Exercise inputs: Begin
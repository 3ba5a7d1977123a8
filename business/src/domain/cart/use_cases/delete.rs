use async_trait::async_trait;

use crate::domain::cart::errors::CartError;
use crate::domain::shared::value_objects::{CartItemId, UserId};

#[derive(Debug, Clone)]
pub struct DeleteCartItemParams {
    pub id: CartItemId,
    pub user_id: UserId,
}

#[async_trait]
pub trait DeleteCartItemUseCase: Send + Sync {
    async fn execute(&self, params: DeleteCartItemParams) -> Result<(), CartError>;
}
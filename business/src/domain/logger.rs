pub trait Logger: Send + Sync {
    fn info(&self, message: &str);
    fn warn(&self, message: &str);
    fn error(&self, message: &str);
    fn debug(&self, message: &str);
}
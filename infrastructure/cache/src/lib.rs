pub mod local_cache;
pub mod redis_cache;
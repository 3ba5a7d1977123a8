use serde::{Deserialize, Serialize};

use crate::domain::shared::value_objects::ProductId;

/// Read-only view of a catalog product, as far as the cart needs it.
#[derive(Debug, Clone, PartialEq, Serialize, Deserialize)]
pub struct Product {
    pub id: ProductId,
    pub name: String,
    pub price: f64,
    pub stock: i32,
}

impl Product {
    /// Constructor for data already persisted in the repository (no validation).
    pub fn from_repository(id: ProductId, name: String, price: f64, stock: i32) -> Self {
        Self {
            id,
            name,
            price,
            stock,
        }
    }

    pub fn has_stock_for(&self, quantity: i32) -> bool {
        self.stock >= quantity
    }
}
Exercise inputs: End
Task brief: Would you please write out the entire listing exactly?

Solution to this problem:
repository 3ba5a7d1977123a8
filename business/src/domain/cart/use_cases/delete.rs
use async_trait::async_trait;

use crate::domain::cart::errors::CartError;
use crate::domain::shared::value_objects::{CartItemId, UserId};

#[derive(Debug, Clone)]
pub struct DeleteCartItemParams {
    pub id: CartItemId,
    pub user_id: UserId,
}

#[async_trait]
pub trait DeleteCartItemUseCase: Send + Sync {
    async fn execute(&self, params: DeleteCartItemParams) -> Result<(), CartError>;
}
filename business/src/domain/logger.rs
pub trait Logger: Send + Sync {
    fn info(&self, message: &str);
    fn warn(&self, message: &str);
    fn error(&self, message: &str);
    fn debug(&self, message: &str);
}
filename infrastructure/cache/src/lib.rs
pub mod local_cache;
pub mod redis_cache;
repository 3ba5a7d1977123a8
use serde::{Deserialize, Serialize};

use crate::domain::shared::value_objects::ProductId;

/// Read-only view of a catalog product, as far as the cart needs it.
#[derive(Debug, Clone, PartialEq, Serialize, Deserialize)]
pub struct Product {
    pub id: ProductId,
    pub name: String,
    pub price: f64,
    pub stock: i32,
}

impl Product {
    /// Constructor for data already persisted in the repository (no validation).
    pub fn from_repository(id: ProductId, name: String, price: f64, stock: i32) -> Self {
        Self {
            id,
            name,
            price,
            stock,
        }
    }

    pub fn has_stock_for(&self, quantity: i32) -> bool {
        self.stock >= quantity
    }
}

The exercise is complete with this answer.